More than £2.6m profit made by tenants selling council homes

The right to buy scheme allows tenants to buy their homes at a discount however, the BBC Shared Data Unit reveals just how much they have made from reselling their homes once bought from the council/housing association.

for sale sign

Tenants re-selling their council homes on the Isle of Wight made more than £2.6 million profit.

One former tenant, who bought their home under the right to buy scheme, re-sold it just 56 days later, making an additional £10,500.

£6.4 billion in profit across UK
The right to buy scheme allows tenants to buy their homes at a discount however, the BBC Shared Data Unit revealed yesterday, tenants who sold on their properties made £6.4 billion in profit across the UK.

The data analysed 26 out of 80 right to buy homes on the Island and revealed that 24 made a profit.

The Isle of Wight Council does not own any housing, and the former district councils transferred all their stock to housing associations in 1990.

Managed by housing associations
All social housing on the Island is owned and managed by housing associations, mainly Sovereign Housing Association, formerly Spectrum, Southern Housing Group, and Vectis Housing Association.

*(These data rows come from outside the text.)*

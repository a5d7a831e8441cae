use std::collections::{btree_map, BTreeMap, HashSet};

use crate::level::{Fruit, Level, Pos};

/// Mutable state of the level being played: where everyone is, which
/// fruits are gone and how long the power lasts.
///
/// Rebuilt from the [`Level`] every time a level starts.
#[derive(Debug, Clone, PartialEq, Eq)]
pub struct BoardState {
    player: Option<Pos>,
    ghosts: BTreeMap<String, Pos>,
    eaten: HashSet<Pos>,
    fruits_left: usize,
    power_remaining: u32,
    player_start: Option<Pos>,
    ghost_starts: BTreeMap<String, Pos>,
}

impl BoardState {
    pub fn new(level: &Level) -> Self {
        let ghost_starts: BTreeMap<String, Pos> = level
            .ghost_starts()
            .map(|(name, pos)| (name.to_string(), pos))
            .collect();
        Self {
            player: level.player_start(),
            ghosts: ghost_starts.clone(),
            eaten: HashSet::new(),
            fruits_left: level.fruit_cells().count(),
            power_remaining: 0,
            player_start: level.player_start(),
            ghost_starts,
        }
    }

    /// `None` only on the empty fallback level.
    pub fn player(&self) -> Option<Pos> {
        self.player
    }

    pub fn ghosts(&self) -> &BTreeMap<String, Pos> {
        &self.ghosts
    }

    /// Name of a ghost standing on `pos`, the first by name if several are.
    pub fn ghost_at(&self, pos: Pos) -> Option<&str> {
        self.ghosts
            .iter()
            .find(|(_, at)| **at == pos)
            .map(|(name, _)| name.as_str())
    }

    pub fn is_eaten(&self, pos: Pos) -> bool {
        self.eaten.contains(&pos)
    }

    pub fn fruits_left(&self) -> usize {
        self.fruits_left
    }

    pub fn power_remaining(&self) -> u32 {
        self.power_remaining
    }

    pub fn power_active(&self) -> bool {
        self.power_remaining > 0
    }

    pub(crate) fn set_player(&mut self, pos: Pos) {
        self.player = Some(pos);
    }

    /// Eats the fruit at `pos` if one is still there.
    pub(crate) fn eat<'l>(&mut self, level: &'l Level, pos: Pos) -> Option<&'l Fruit> {
        let fruit = level.fruit_at(pos)?;
        if !self.eaten.insert(pos) {
            return None;
        }
        self.fruits_left -= 1;
        Some(fruit)
    }

    pub(crate) fn start_power(&mut self, ticks: u32) {
        self.power_remaining = ticks;
    }

    pub(crate) fn tick_power(&mut self) {
        self.power_remaining = self.power_remaining.saturating_sub(1);
    }

    pub(crate) fn clear_power(&mut self) {
        self.power_remaining = 0;
    }

    pub(crate) fn ghosts_mut(&mut self) -> btree_map::IterMut<'_, String, Pos> {
        self.ghosts.iter_mut()
    }

    /// Sends one ghost back to its starting cell.
    pub(crate) fn reset_ghost(&mut self, name: &str) {
        let start = self.ghost_starts.get(name);
        if let (Some(pos), Some(start)) = (self.ghosts.get_mut(name), start) {
            *pos = *start;
        }
    }

    /// Puts the player and every ghost back on their starting cells.
    pub(crate) fn reset_positions(&mut self) {
        self.player = self.player_start;
        self.ghosts = self.ghost_starts.clone();
    }
}

/// Read-only view of one board cell, for presentation.
#[derive(Debug, Clone, Copy)]
pub struct Cell<'a> {
    level: &'a Level,
    board: &'a BoardState,
    pos: Pos,
}

impl<'a> Cell<'a> {
    /// # Panics
    ///
    /// Panics if `pos` is outside the board.
    pub(crate) fn new(level: &'a Level, board: &'a BoardState, pos: Pos) -> Self {
        assert!(
            pos.x < level.size() && pos.y < level.size(),
            "cell {pos} is outside the {0}x{0} board",
            level.size()
        );
        Self { level, board, pos }
    }

    pub fn pos(&self) -> Pos {
        self.pos
    }

    pub fn is_wall(&self) -> bool {
        self.level.is_wall(self.pos)
    }

    pub fn has_player(&self) -> bool {
        self.board.player() == Some(self.pos)
    }

    pub fn ghost(&self) -> Option<&'a str> {
        self.board.ghost_at(self.pos)
    }

    /// Name of the fruit still lying here.
    pub fn fruit(&self) -> Option<&'a str> {
        if self.board.is_eaten(self.pos) {
            return None;
        }
        self.level.fruit_at(self.pos).map(|fruit| fruit.name.as_str())
    }
}
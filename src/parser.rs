//! Level file reader.
//!
//! A level file has four sections, each opened by a line starting with `#`:
//!
//! ```text
//! # board
//! www
//! wFw
//! w.w
//! # elements
//! pacman,1,2
//! # fruits
//! F,cherry,10
//! # properties
//! power.duration=20
//! ```
//!
//! Blank lines are ignored everywhere; line numbers in errors count every
//! physical line of the file.

use std::collections::btree_map::Entry;
use std::collections::BTreeMap;
use std::fs;
use std::path::Path;

use crate::error::{LevelError, ParseError};
use crate::level::{Element, ElementKind, Fruit, Level, Pos, PLAYER_NAME, WALL};

#[derive(Debug, Clone, Copy, PartialEq, Eq, PartialOrd, Ord)]
enum Section {
    Preamble,
    Board,
    Elements,
    Fruits,
    Properties,
}

impl Section {
    fn next(self) -> Option<Section> {
        match self {
            Section::Preamble => Some(Section::Board),
            Section::Board => Some(Section::Elements),
            Section::Elements => Some(Section::Fruits),
            Section::Fruits => Some(Section::Properties),
            Section::Properties => None,
        }
    }
}

/// Reads and parses the level file at `path`.
pub fn load_level(path: &Path) -> Result<Level, LevelError> {
    let text = fs::read_to_string(path).map_err(|source| LevelError::Io {
        path: path.to_path_buf(),
        source,
    })?;
    parse_level(&text).map_err(|source| LevelError::Parse {
        path: path.to_path_buf(),
        source,
    })
}

/// Parses a complete level description.
pub fn parse_level(text: &str) -> Result<Level, ParseError> {
    let mut section = Section::Preamble;
    let mut rows: Vec<(usize, Vec<char>)> = Vec::new();
    let mut elements: Vec<(usize, Element)> = Vec::new();
    let mut catalog = BTreeMap::new();
    let mut properties = BTreeMap::new();
    let mut elements_header = None;

    for (idx, line) in text.lines().enumerate() {
        let line_no = idx + 1;
        if line.trim().is_empty() {
            continue;
        }
        if line.starts_with('#') {
            section = section.next().ok_or_else(|| {
                ParseError::new(line_no, "unexpected section header after the properties")
            })?;
            if section == Section::Elements {
                elements_header = Some(line_no);
            }
            continue;
        }
        match section {
            Section::Preamble => {
                return Err(ParseError::new(
                    line_no,
                    format!("the line \"{line}\" comes before the first section header"),
                ));
            }
            Section::Board => rows.push((line_no, line.chars().collect())),
            Section::Elements => elements.push((line_no, parse_element(line.trim(), line_no)?)),
            Section::Fruits => {
                let fruit = parse_fruit(line.trim(), line_no)?;
                match catalog.entry(fruit.key) {
                    Entry::Occupied(_) => {
                        return Err(ParseError::new(
                            line_no,
                            format!("the fruit key '{}' is already defined", fruit.key),
                        ));
                    }
                    Entry::Vacant(slot) => {
                        slot.insert(fruit);
                    }
                }
            }
            Section::Properties => {
                let (key, value) = parse_property(line.trim(), line_no)?;
                properties.insert(key, value);
            }
        }
    }

    let size = rows.len();
    for (line_no, row) in &rows {
        if row.len() != size {
            return Err(ParseError::new(
                *line_no,
                format!(
                    "the line \"{}\" contains {} characters, should be {}",
                    row.iter().collect::<String>(),
                    row.len(),
                    size
                ),
            ));
        }
    }
    let rows: Vec<Vec<char>> = rows.into_iter().map(|(_, row)| row).collect();
    check_elements(&rows, &elements)?;
    if size > 0 && !elements.iter().any(|(_, e)| e.kind == ElementKind::Player) {
        let line_no = elements_header.unwrap_or_else(|| text.lines().count());
        return Err(ParseError::new(line_no, "the level has no pacman element"));
    }

    Ok(Level::new(
        rows,
        catalog,
        elements.into_iter().map(|(_, element)| element).collect(),
        properties,
    ))
}

fn split_fields(
    line: &str,
    line_no: usize,
    separator: char,
    expected: usize,
) -> Result<Vec<&str>, ParseError> {
    let fields: Vec<&str> = line.split(separator).map(str::trim).collect();
    if fields.len() != expected {
        return Err(ParseError::new(
            line_no,
            format!(
                "the line \"{line}\" contains {} fields, should be {expected}",
                fields.len()
            ),
        ));
    }
    Ok(fields)
}

/// `name,x,y`
fn parse_element(line: &str, line_no: usize) -> Result<Element, ParseError> {
    let fields = split_fields(line, line_no, ',', 3)?;
    let name = fields[0];
    if name.is_empty() {
        return Err(ParseError::new(
            line_no,
            format!("the line \"{line}\" contains an empty name"),
        ));
    }
    let x = parse_coordinate(fields[1], line, line_no)?;
    let y = parse_coordinate(fields[2], line, line_no)?;

    let kind = if name == PLAYER_NAME {
        ElementKind::Player
    } else {
        ElementKind::Ghost(name.to_string())
    };
    Ok(Element {
        kind,
        position: Pos::new(x, y),
    })
}

fn parse_coordinate(field: &str, line: &str, line_no: usize) -> Result<usize, ParseError> {
    let value: i64 = field.parse().map_err(|_| {
        ParseError::new(
            line_no,
            format!("the line \"{line}\" contains an invalid coordinate: \"{field}\""),
        )
    })?;
    usize::try_from(value).map_err(|_| {
        ParseError::new(
            line_no,
            format!(
                "the line \"{line}\" contains an invalid value: {value}, x and y should be greater or equal to 0"
            ),
        )
    })
}

/// `key,name,value`
fn parse_fruit(line: &str, line_no: usize) -> Result<Fruit, ParseError> {
    let fields = split_fields(line, line_no, ',', 3)?;
    let mut key_chars = fields[0].chars();
    let key = match (key_chars.next(), key_chars.next()) {
        (Some(key), None) if key != WALL => key,
        (Some(WALL), None) => {
            return Err(ParseError::new(
                line_no,
                format!("the line \"{line}\" uses the wall character '{WALL}' as a fruit key"),
            ));
        }
        _ => {
            return Err(ParseError::new(
                line_no,
                format!("the line \"{line}\" should start with a single character key"),
            ));
        }
    };
    let name = fields[1];
    if name.is_empty() {
        return Err(ParseError::new(
            line_no,
            format!("the line \"{line}\" contains an empty name"),
        ));
    }
    let value: i64 = fields[2].parse().map_err(|_| {
        ParseError::new(
            line_no,
            format!("the line \"{line}\" contains an invalid value: \"{}\"", fields[2]),
        )
    })?;
    if value <= 0 {
        return Err(ParseError::new(
            line_no,
            format!("the line \"{line}\" contains an invalid value: {value}, should be greater than 0"),
        ));
    }
    let value = u32::try_from(value).map_err(|_| {
        ParseError::new(
            line_no,
            format!("the line \"{line}\" contains a value too large: {value}"),
        )
    })?;
    Ok(Fruit {
        key,
        name: name.to_string(),
        value,
    })
}

/// `key=value`
fn parse_property(line: &str, line_no: usize) -> Result<(String, String), ParseError> {
    let fields = split_fields(line, line_no, '=', 2)?;
    if fields[0].is_empty() {
        return Err(ParseError::new(
            line_no,
            format!("the line \"{line}\" contains an empty property name"),
        ));
    }
    Ok((fields[0].to_string(), fields[1].to_string()))
}

/// Elements must start on a floor cell; there is at most one player and
/// ghost names are unique.
fn check_elements(
    rows: &[Vec<char>],
    elements: &[(usize, Element)],
) -> Result<(), ParseError> {
    let size = rows.len();
    let mut player_seen = false;
    let mut ghost_names = Vec::new();
    for (line_no, element) in elements {
        let Pos { x, y } = element.position;
        if x >= size || y >= size {
            return Err(ParseError::new(
                *line_no,
                format!(
                    "{} starts at {} outside the {size}x{size} board",
                    element.name(),
                    element.position
                ),
            ));
        }
        if rows[y][x] == WALL {
            return Err(ParseError::new(
                *line_no,
                format!("{} starts on a wall at {}", element.name(), element.position),
            ));
        }
        match &element.kind {
            ElementKind::Player if player_seen => {
                return Err(ParseError::new(*line_no, "pacman is placed more than once"));
            }
            ElementKind::Player => player_seen = true,
            ElementKind::Ghost(name) => {
                if ghost_names.contains(&name.as_str()) {
                    return Err(ParseError::new(
                        *line_no,
                        format!("the ghost \"{name}\" is placed more than once"),
                    ));
                }
                ghost_names.push(name.as_str());
            }
        }
    }
    Ok(())
}
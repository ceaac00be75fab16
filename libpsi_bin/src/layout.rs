//! Fixed-width field access at byte offsets.
//!
//! Binary headers are described as tables of [`Field`] entries (name, offset, kind and
//! element count). A [`FieldReader`] or [`FieldWriter`] then moves values in and out of a
//! raw byte buffer using those entries, so the layout of a format is data rather than a
//! sequence of pointer casts. All numeric fields are little endian.
use byteorder::{ByteOrder, LittleEndian};

use super::error::LayoutError;

#[derive(Debug, Clone, Copy, PartialEq, Eq)]
pub enum FieldKind {
    I16,
    U16,
    I32,
    U32,
    F32,
    /// Fixed-width character field of the given byte length
    Text(usize),
}

impl FieldKind {
    /// Width of one element in bytes
    pub const fn width(&self) -> usize {
        match self {
            Self::I16 | Self::U16 => 2,
            Self::I32 | Self::U32 | Self::F32 => 4,
            Self::Text(len) => *len,
        }
    }
}

/// One entry of a layout table
#[derive(Debug, Clone, Copy, PartialEq, Eq)]
pub struct Field {
    pub name: &'static str,
    pub offset: usize,
    pub kind: FieldKind,
    pub count: usize,
}

impl Field {
    pub const fn scalar(name: &'static str, offset: usize, kind: FieldKind) -> Self {
        Self {
            name,
            offset,
            kind,
            count: 1,
        }
    }

    pub const fn array(name: &'static str, offset: usize, kind: FieldKind, count: usize) -> Self {
        Self {
            name,
            offset,
            kind,
            count,
        }
    }

    pub const fn text(name: &'static str, offset: usize, len: usize) -> Self {
        Self::scalar(name, offset, FieldKind::Text(len))
    }

    /// Total number of bytes covered by the field
    pub const fn span(&self) -> usize {
        self.kind.width() * self.count
    }

    /// First byte past the field
    pub const fn end(&self) -> usize {
        self.offset + self.span()
    }

    fn element_range(&self, index: usize, len: usize) -> Result<std::ops::Range<usize>, LayoutError> {
        let width = self.kind.width();
        let start = self.offset + index * width;
        if index >= self.count || start + width > len {
            return Err(LayoutError::OutOfBounds {
                name: self.name,
                offset: start,
                width,
                len,
            });
        }
        Ok(start..start + width)
    }
}

/// A numeric value that can live in a [`Field`]
pub trait FieldValue: Sized + Copy {
    const KIND: FieldKind;
    fn decode(bytes: &[u8]) -> Self;
    fn encode(self, bytes: &mut [u8]);
}

impl FieldValue for i16 {
    const KIND: FieldKind = FieldKind::I16;
    fn decode(bytes: &[u8]) -> Self {
        LittleEndian::read_i16(bytes)
    }
    fn encode(self, bytes: &mut [u8]) {
        LittleEndian::write_i16(bytes, self)
    }
}

impl FieldValue for u16 {
    const KIND: FieldKind = FieldKind::U16;
    fn decode(bytes: &[u8]) -> Self {
        LittleEndian::read_u16(bytes)
    }
    fn encode(self, bytes: &mut [u8]) {
        LittleEndian::write_u16(bytes, self)
    }
}

impl FieldValue for i32 {
    const KIND: FieldKind = FieldKind::I32;
    fn decode(bytes: &[u8]) -> Self {
        LittleEndian::read_i32(bytes)
    }
    fn encode(self, bytes: &mut [u8]) {
        LittleEndian::write_i32(bytes, self)
    }
}

impl FieldValue for u32 {
    const KIND: FieldKind = FieldKind::U32;
    fn decode(bytes: &[u8]) -> Self {
        LittleEndian::read_u32(bytes)
    }
    fn encode(self, bytes: &mut [u8]) {
        LittleEndian::write_u32(bytes, self)
    }
}

impl FieldValue for f32 {
    const KIND: FieldKind = FieldKind::F32;
    fn decode(bytes: &[u8]) -> Self {
        LittleEndian::read_f32(bytes)
    }
    fn encode(self, bytes: &mut [u8]) {
        LittleEndian::write_f32(bytes, self)
    }
}

/// Read-only view of a buffer addressed through layout fields
#[derive(Debug, Clone, Copy)]
pub struct FieldReader<'a> {
    buffer: &'a [u8],
}

impl<'a> FieldReader<'a> {
    pub fn new(buffer: &'a [u8]) -> Self {
        Self { buffer }
    }

    /// Read the first element of a field
    pub fn get<T: FieldValue>(&self, field: &Field) -> Result<T, LayoutError> {
        self.get_at(field, 0)
    }

    /// Read element `index` of an array field
    pub fn get_at<T: FieldValue>(&self, field: &Field, index: usize) -> Result<T, LayoutError> {
        if field.kind != T::KIND {
            return Err(LayoutError::KindMismatch(field.name));
        }
        let range = field.element_range(index, self.buffer.len())?;
        Ok(T::decode(&self.buffer[range]))
    }

    /// Read every element of an array field
    pub fn get_array<T: FieldValue>(&self, field: &Field) -> Result<Vec<T>, LayoutError> {
        (0..field.count).map(|idx| self.get_at(field, idx)).collect()
    }

    /// Read a character field. The string ends at the first NUL and trailing blanks are
    /// removed.
    pub fn text(&self, field: &Field) -> Result<String, LayoutError> {
        self.text_at(field, 0)
    }

    pub fn text_at(&self, field: &Field, index: usize) -> Result<String, LayoutError> {
        if !matches!(field.kind, FieldKind::Text(_)) {
            return Err(LayoutError::KindMismatch(field.name));
        }
        let range = field.element_range(index, self.buffer.len())?;
        let raw = &self.buffer[range];
        let raw = match raw.iter().position(|b| *b == 0) {
            Some(end) => &raw[..end],
            None => raw,
        };
        Ok(String::from_utf8_lossy(raw).trim_end().to_string())
    }
}

/// Mutable view of a buffer addressed through layout fields
#[derive(Debug)]
pub struct FieldWriter<'a> {
    buffer: &'a mut [u8],
}

impl<'a> FieldWriter<'a> {
    pub fn new(buffer: &'a mut [u8]) -> Self {
        Self { buffer }
    }

    pub fn put<T: FieldValue>(&mut self, field: &Field, value: T) -> Result<(), LayoutError> {
        self.put_at(field, 0, value)
    }

    pub fn put_at<T: FieldValue>(
        &mut self,
        field: &Field,
        index: usize,
        value: T,
    ) -> Result<(), LayoutError> {
        if field.kind != T::KIND {
            return Err(LayoutError::KindMismatch(field.name));
        }
        let range = field.element_range(index, self.buffer.len())?;
        value.encode(&mut self.buffer[range]);
        Ok(())
    }

    /// Write a slice into an array field. Missing trailing elements are left untouched.
    pub fn put_array<T: FieldValue>(&mut self, field: &Field, values: &[T]) -> Result<(), LayoutError> {
        if values.len() > field.count {
            return Err(LayoutError::TooManyElements {
                name: field.name,
                count: values.len(),
                max: field.count,
            });
        }
        for (idx, value) in values.iter().enumerate() {
            self.put_at(field, idx, *value)?;
        }
        Ok(())
    }

    /// Write a character field, truncated to the field width and padded with blanks
    pub fn put_text(&mut self, field: &Field, value: &str) -> Result<(), LayoutError> {
        self.put_text_at(field, 0, value)
    }

    pub fn put_text_at(&mut self, field: &Field, index: usize, value: &str) -> Result<(), LayoutError> {
        if !matches!(field.kind, FieldKind::Text(_)) {
            return Err(LayoutError::KindMismatch(field.name));
        }
        let range = field.element_range(index, self.buffer.len())?;
        let target = &mut self.buffer[range];
        target.fill(b' ');
        let bytes = value.as_bytes();
        let n = bytes.len().min(target.len());
        target[..n].copy_from_slice(&bytes[..n]);
        Ok(())
    }
}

A spokesperson for the Isle of Wight Council said:

“We operate a joint housing register with the three associations mentioned above as a partnership and currently there are 2,347 applicants as of yesterday.”

Discounted homes
The former tenants were allowed to buy their homes at a discount.

However, those who sold within five years of purchasing — including the tenant who bought and sold their home within two months in May 2003 — would have had to repay the discount on a sliding scale depending how long they kept their home.

The discounts they repaid were not recorded within the data revealed by the BBC.

One Island house resold for £56,000 less than the discount original price while another had a real terms price loss of £185.

Higher daily profit
The highest profit per day on the Isle of Wight was for a house that sold for an extra £60,000 five months after its first sale — the tenant made a daily profit of £373.

The Island had a higher profit per day (£59) compared to neighbouring authorities Portsmouth (£30) and Southampton (£34).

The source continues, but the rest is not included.